FOX: First of all, now more than ever we need a tip to toe review of our fiscal situation—ranked near the bottom by the State Auditor—by an outside firm, as we did in 2012. The money we save from addressing special interest waste, fraud, and abuse should go toward rebuilding our retail economy, addressing parking, air quality, park space, beautification, and a reformed, community policing-based approach to public safety.

What measures should be taken to make Long Beach more business-friendly?

ALLEN: It is very difficult and costly to start a business in Long Beach. I would work to bring down the fees and make the process easier for new business owners. As we recover from COVID, we must ensure we keep our locally owned businesses that make Long Beach the city we love.

FOX: We need seriously to cut red tape, fees, and retail taxes to get competitive. Measure A has been devastating to small businesses, especially restaurants, even before the complete devastation of coping with the pandemic. We need to extend the business license late fee moratorium indefinitely and actually support businesses adapting to the new reality. I have also proposed a small business ombudsman to attract and groom new entrepreneurs to town.

Do you feel additional economic assistance is needed for Long Beach residents, business owners and property owners struggling due to the pandemic? What more should the City Council do?

ALLEN: Many people and businesses are struggling through no fault of their own. We need to help now instead of kick the can down the road. The city should implement protections and increase assistance to ensure residents can stay in their homes. The city should also work with businesses to limit their fees and implement creative solutions to help businesses thrive (like the parklets and open streets have done for restaurants).

FOX: Absolutely!  Why are we back-filling budget deficits produced by inflated top city salaries rather than supporting our dying small businesses with our federal Covid funds? The city taxes small business to death, then protects itself while they burn and get looted.  Then it leaves them to the wolves during the pandemic, opening and closing them down with no guidelines or strategy and minimal to no support for moving outdoors.

What do you see as the housing needs of the City of Long Beach? How would you address these needs as a Council Member both in the Second District and from a citywide perspective?

ALLEN: The cost of housing is out of control. We need to implement inclusionary housing policies that increase affordable housing across the whole city. These policies must also be written to increase affordable units that are for sale to increase our home ownership rate, especially among black and brown communities.

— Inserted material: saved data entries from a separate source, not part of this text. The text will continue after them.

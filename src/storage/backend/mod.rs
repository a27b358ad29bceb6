//! SeaORM storage backend
//!
//! This module provides database storage using SeaORM,
//! supporting SQLite, MySQL/MariaDB, and PostgreSQL.
//!
//! Every operation opens its own session: a statement (or explicit
//! transaction for writes) that either fully commits or rolls back before
//! the error propagates. No operation is ever retried here.

mod connection;
mod converters;
mod mutations;
mod query;

use sea_orm::DatabaseConnection;
use tracing::info;

use crate::errors::{IpLocatorError, Result};

pub use connection::{connect_generic, connect_sqlite, run_migrations};

/// 从数据库 URL 推断数据库类型
pub fn infer_backend_from_url(database_url: &str) -> Result<String> {
    if database_url.starts_with("sqlite://")
        || database_url.ends_with(".db")
        || database_url.ends_with(".sqlite")
        || database_url == ":memory:"
    {
        Ok("sqlite".to_string())
    } else if database_url.starts_with("mysql://") || database_url.starts_with("mariadb://") {
        Ok("mysql".to_string())
    } else if database_url.starts_with("postgres://") || database_url.starts_with("postgresql://") {
        Ok("postgres".to_string())
    } else {
        Err(IpLocatorError::database_config(format!(
            "无法从 URL 推断数据库类型: {}. 支持的 URL 格式: sqlite://, mysql://, mariadb://, postgres://",
            database_url
        )))
    }
}

/// SeaORM-based storage backend
#[derive(Clone)]
pub struct SeaOrmStorage {
    db: DatabaseConnection,
    backend_name: String,
}

impl SeaOrmStorage {
    pub async fn new(database_url: &str, backend_name: &str, pool_size: u32) -> Result<Self> {
        if database_url.is_empty() {
            return Err(IpLocatorError::database_config(
                "DATABASE_URL 未设置".to_string(),
            ));
        }

        // 根据不同数据库类型配置连接选项
        let db = if backend_name == "sqlite" {
            connect_sqlite(database_url).await?
        } else {
            connect_generic(database_url, backend_name, pool_size).await?
        };

        let storage = SeaOrmStorage {
            db,
            backend_name: backend_name.to_string(),
        };

        // 幂等地确保两张表存在，每次启动都安全
        run_migrations(&storage.db).await?;

        info!(
            "SeaOrmStorage initialized, backend: {}",
            storage.backend_name
        );

        Ok(storage)
    }

    pub fn backend_name(&self) -> &str {
        &self.backend_name
    }
}
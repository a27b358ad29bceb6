//! URL hostname resolution
//!
//! Extracts the host component of a URL; scheme, path and query are ignored.

use url::Url;

use crate::errors::{IpLocatorError, Result};

/// Resolve the hostname of a URL.
///
/// Fails when the input cannot be parsed as a URL or has no host component
/// (e.g. `mailto:` or a bare path).
pub fn resolve_hostname(url: &str) -> Result<String> {
    let parsed = Url::parse(url.trim()).map_err(|e| {
        IpLocatorError::hostname_resolution(format!("Error resolving hostname: {}", e))
    })?;

    match parsed.host_str() {
        Some(host) => Ok(host.to_string()),
        None => Err(IpLocatorError::hostname_resolution(format!(
            "URL has no host component: {}",
            url
        ))),
    }
}
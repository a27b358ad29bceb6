use actix_cors::Cors;
use actix_web::{App, HttpServer, web};
use dotenvy::dotenv;
use tracing::{error, info};

use iplocator::api::public_routes;
use iplocator::services::GeoProvider;
use iplocator::storage::StorageFactory;
use iplocator::system::{AppConfig, init_logging};

#[actix_web::main]
async fn main() -> std::io::Result<()> {
    dotenv().ok();

    // Load env configurations; a missing IPSTACK_KEY or DATABASE_URL is fatal
    let config = match AppConfig::from_env() {
        Ok(config) => config,
        Err(e) => {
            eprintln!("{}", e);
            std::process::exit(1);
        }
    };

    init_logging(&config.logging);

    // 存储与 provider 各构造一次，之后只读共享给所有请求
    let storage = match StorageFactory::create(&config.database).await {
        Ok(storage) => storage,
        Err(e) => {
            error!("Failed to initialize storage: {}", e);
            std::process::exit(1);
        }
    };

    let provider = GeoProvider::new(&config.provider);

    let public_prefix = config.server.public_prefix.clone();
    let bind_address = format!("{}:{}", config.server.host, config.server.port);
    info!("Starting server at http://{}{}", bind_address, public_prefix);

    HttpServer::new(move || {
        App::new()
            .wrap(Cors::permissive())
            .app_data(web::Data::new(storage.clone()))
            .app_data(web::Data::new(provider.clone()))
            .service(web::scope(&public_prefix).service(public_routes()))
    })
    .bind(bind_address)?
    .run()
    .await
}
//! Application configuration
//!
//! All configuration is read from the environment once at startup
//! (`dotenvy` has already populated it from `.env` when present).
//! The two required values come from the deployment: the ipstack access
//! credential and the database connection string. Everything else has a
//! sensible default.

use std::env;

use crate::errors::{IpLocatorError, Result};

/// 默认的 ipstack API 地址
pub const DEFAULT_IPSTACK_API_URL: &str = "http://api.ipstack.com/";

#[derive(Clone, Debug)]
pub struct ServerConfig {
    pub host: String,
    pub port: u16,
    /// 公共路由前缀, 例如 `/api/v1/public`
    pub public_prefix: String,
}

#[derive(Clone, Debug)]
pub struct DatabaseConfig {
    pub database_url: String,
    /// MySQL/PostgreSQL 连接池大小, SQLite 忽略
    pub pool_size: u32,
}

#[derive(Clone, Debug)]
pub struct ProviderConfig {
    pub api_url: String,
    pub access_key: String,
}

#[derive(Clone, Debug)]
pub struct LoggingConfig {
    pub level: String,
}

#[derive(Clone, Debug)]
pub struct AppConfig {
    pub server: ServerConfig,
    pub database: DatabaseConfig,
    pub provider: ProviderConfig,
    pub logging: LoggingConfig,
}

impl AppConfig {
    /// Load configuration from the environment.
    ///
    /// Missing required variables are collected and reported together so a
    /// broken deployment fails with one complete message instead of several
    /// restarts' worth of partial ones.
    pub fn from_env() -> Result<Self> {
        let mut missing = Vec::new();

        let access_key = env::var("IPSTACK_KEY").unwrap_or_default();
        if access_key.is_empty() {
            missing.push("IPSTACK_KEY");
        }

        let database_url = env::var("DATABASE_URL").unwrap_or_default();
        if database_url.is_empty() {
            missing.push("DATABASE_URL");
        }

        if !missing.is_empty() {
            return Err(IpLocatorError::validation(format!(
                "Missing required environment variables: {}",
                missing.join(", ")
            )));
        }

        let port = env::var("SERVER_PORT")
            .unwrap_or_else(|_| "8080".to_string())
            .parse::<u16>()
            .map_err(|e| IpLocatorError::validation(format!("Invalid SERVER_PORT: {}", e)))?;

        let pool_size = env::var("DB_POOL_SIZE")
            .unwrap_or_else(|_| "10".to_string())
            .parse::<u32>()
            .map_err(|e| IpLocatorError::validation(format!("Invalid DB_POOL_SIZE: {}", e)))?;

        Ok(AppConfig {
            server: ServerConfig {
                host: env::var("SERVER_HOST").unwrap_or_else(|_| "127.0.0.1".to_string()),
                port,
                public_prefix: env::var("PUBLIC_ROUTE_PREFIX")
                    .unwrap_or_else(|_| "/api/v1/public".to_string()),
            },
            database: DatabaseConfig {
                database_url,
                pool_size,
            },
            provider: ProviderConfig {
                api_url: env::var("IPSTACK_API_URL")
                    .unwrap_or_else(|_| DEFAULT_IPSTACK_API_URL.to_string()),
                access_key,
            },
            logging: LoggingConfig {
                level: env::var("LOG_LEVEL").unwrap_or_else(|_| "info".to_string()),
            },
        })
    }
}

FOX: I’m a believer in appropriately zoned grant and tax-incentive based affordable housing.  Designed right, these complexes can be beautiful and help reinvigorate depressed communities. I believe strongly in preserving the relationship between housing provider and tenant for mutual benefit, particularly to keep rents affordable. If we do not support our rental housing industry soon, it will collapse, which would be a social and economic disaster. I oppose gentrification development.

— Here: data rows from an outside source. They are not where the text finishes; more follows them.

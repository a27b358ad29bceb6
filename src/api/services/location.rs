use std::sync::Arc;

use actix_web::{HttpResponse, web};
use chrono::Utc;
use serde::{Deserialize, Serialize};
use tracing::{error, info, trace};

use crate::services::GeoProvider;
use crate::storage::{HostnameLocationRecord, IpLocationRecord, SeaOrmStorage};
use crate::utils::resolve_hostname;

#[derive(Serialize, Deserialize, Clone, Debug)]
pub struct AddLocationForIpRequest {
    pub ip: String,
}

#[derive(Serialize, Deserialize, Clone, Debug)]
pub struct AddLocationForUrlRequest {
    pub url: String,
}

#[derive(Deserialize, Clone, Debug)]
pub struct IpQuery {
    pub ip: String,
}

#[derive(Deserialize, Clone, Debug)]
pub struct UrlQuery {
    pub url: String,
}

#[derive(Serialize, Deserialize, Clone, Debug, PartialEq)]
pub struct LocationEntry {
    pub latitude: f64,
    pub longitude: f64,
    /// RFC3339, 始终带 UTC 偏移
    pub timestamp: String,
}

#[derive(Serialize, Deserialize, Clone, Debug, PartialEq)]
pub struct LocationsResponse {
    pub locations: Vec<LocationEntry>,
}

#[derive(Serialize, Deserialize, Clone, Debug)]
pub struct ErrorResponse {
    pub error: String,
}

impl From<&IpLocationRecord> for LocationEntry {
    fn from(record: &IpLocationRecord) -> Self {
        Self {
            latitude: record.latitude,
            longitude: record.longitude,
            timestamp: record.timestamp.to_rfc3339(),
        }
    }
}

impl From<&HostnameLocationRecord> for LocationEntry {
    fn from(record: &HostnameLocationRecord) -> Self {
        Self {
            latitude: record.latitude,
            longitude: record.longitude,
            timestamp: record.timestamp.to_rfc3339(),
        }
    }
}

/// Location Service
///
/// 六个公共操作的编排层：resolver → provider → store。
/// 任何一步失败立即终止请求；内部错误只进日志，响应体里只有
/// 不泄露细节的概括信息。
pub struct LocationService;

impl LocationService {
    fn error_response(message: &str) -> HttpResponse {
        HttpResponse::InternalServerError().json(ErrorResponse {
            error: message.to_string(),
        })
    }

    pub async fn add_location_for_ip(
        payload: web::Json<AddLocationForIpRequest>,
        storage: web::Data<Arc<SeaOrmStorage>>,
        provider: web::Data<GeoProvider>,
    ) -> HttpResponse {
        // 时间戳在任何 I/O 之前取一次：并发的 add 即便 provider 耗时不同，
        // 记录的仍是各自的到达时间
        let timestamp = Utc::now();
        trace!("Received add-location-for-ip request for {}", payload.ip);

        let coords = match provider.fetch_location(&payload.ip).await {
            Ok(coords) => coords,
            Err(e) => {
                error!(
                    "Error while retrieving ip {} location from {}: {}",
                    payload.ip,
                    provider.provider_name(),
                    e
                );
                return Self::error_response("Error while retrieving location from provider");
            }
        };

        let record = IpLocationRecord::new(&payload.ip, coords, timestamp);

        match storage.insert_ip_location(&record).await {
            Ok(_) => HttpResponse::Created().finish(),
            Err(e) => {
                error!(
                    "Error while inserting ip {} location in database: {}",
                    record.ip, e
                );
                Self::error_response("Error while inserting ip location in database")
            }
        }
    }

    pub async fn add_location_for_url(
        payload: web::Json<AddLocationForUrlRequest>,
        storage: web::Data<Arc<SeaOrmStorage>>,
        provider: web::Data<GeoProvider>,
    ) -> HttpResponse {
        let timestamp = Utc::now();
        trace!("Received add-location-for-url request for {}", payload.url);

        let hostname = match resolve_hostname(&payload.url) {
            Ok(hostname) => hostname,
            Err(e) => {
                error!(
                    "Error while retrieving hostname from url {}: {}",
                    payload.url, e
                );
                return Self::error_response("Error while retrieving hostname from url");
            }
        };

        let coords = match provider.fetch_location(&hostname).await {
            Ok(coords) => coords,
            Err(e) => {
                error!(
                    "Error while retrieving url {} location from {}: {}",
                    payload.url,
                    provider.provider_name(),
                    e
                );
                return Self::error_response("Error while retrieving location from provider");
            }
        };

        let record = HostnameLocationRecord::new(&hostname, coords, timestamp);

        match storage.insert_hostname_location(&record).await {
            Ok(_) => HttpResponse::Created().finish(),
            Err(e) => {
                error!(
                    "Error while inserting hostname {} location in database: {}",
                    record.hostname, e
                );
                Self::error_response("Error while inserting url location in database")
            }
        }
    }

    pub async fn delete_location_for_ip(
        query: web::Query<IpQuery>,
        storage: web::Data<Arc<SeaOrmStorage>>,
    ) -> HttpResponse {
        trace!("Received delete-location-for-ip request for {}", query.ip);

        match storage.delete_by_ip(&query.ip).await {
            Ok(()) => HttpResponse::NoContent().finish(),
            Err(e) => {
                error!(
                    "Error while deleting ip {} location in database: {}",
                    query.ip, e
                );
                Self::error_response("Error while deleting ip location in database")
            }
        }
    }

    pub async fn delete_location_for_url(
        query: web::Query<UrlQuery>,
        storage: web::Data<Arc<SeaOrmStorage>>,
    ) -> HttpResponse {
        trace!("Received delete-location-for-url request for {}", query.url);

        let hostname = match resolve_hostname(&query.url) {
            Ok(hostname) => hostname,
            Err(e) => {
                error!(
                    "Error while retrieving hostname from url {}: {}",
                    query.url, e
                );
                return Self::error_response("Error while retrieving hostname from url");
            }
        };

        match storage.delete_by_hostname(&hostname).await {
            Ok(()) => HttpResponse::NoContent().finish(),
            Err(e) => {
                error!(
                    "Error while deleting hostname {} location in database: {}",
                    hostname, e
                );
                Self::error_response("Error while deleting hostname location in database")
            }
        }
    }

    pub async fn get_location_for_ip(
        query: web::Query<IpQuery>,
        storage: web::Data<Arc<SeaOrmStorage>>,
    ) -> HttpResponse {
        trace!("Received get-location-for-ip request for {}", query.ip);

        match storage.select_by_ip(&query.ip).await {
            Ok(records) => {
                info!("Found {} location(s) for ip {}", records.len(), query.ip);
                HttpResponse::Ok().json(LocationsResponse {
                    locations: records.iter().map(LocationEntry::from).collect(),
                })
            }
            Err(e) => {
                error!("Database error: {}", e);
                Self::error_response("Database error")
            }
        }
    }

    pub async fn get_location_for_url(
        query: web::Query<UrlQuery>,
        storage: web::Data<Arc<SeaOrmStorage>>,
    ) -> HttpResponse {
        trace!("Received get-location-for-url request for {}", query.url);

        let hostname = match resolve_hostname(&query.url) {
            Ok(hostname) => hostname,
            Err(e) => {
                error!(
                    "Error while retrieving hostname from url {}: {}",
                    query.url, e
                );
                return Self::error_response("Error while retrieving hostname from url");
            }
        };

        match storage.select_by_hostname(&hostname).await {
            Ok(records) => {
                info!(
                    "Found {} location(s) for hostname {}",
                    records.len(),
                    hostname
                );
                HttpResponse::Ok().json(LocationsResponse {
                    locations: records.iter().map(LocationEntry::from).collect(),
                })
            }
            Err(e) => {
                error!("Database error: {}", e);
                Self::error_response("Database error")
            }
        }
    }
}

Do you feel the Long Beach Police Department needs to undergo changes, and if so, what changes would you support? If not, why?

ALLEN: I have been speaking of the need for improvement at LBPD for years. We must reimagine our police force and reallocate funds to other agencies that are better able to handle social and mental health issues. Many calls should not have a response from an armed police officer. We must change the culture and policies to ensure police are held to a higher standard and bad cops are taken off the street.

FOX: I support Reallocate & Reform, rather than absolute defunding.  That means we go back to the community oriented policing model pioneered in the 1990s by Chief Batts. We need major retraining, resources to make it possible for officers actually to walk the blocks they patrol and get to know everyone personally, to reopen our substations to the public, and we need major CPCC and accountability reforms—basically, a new police commission.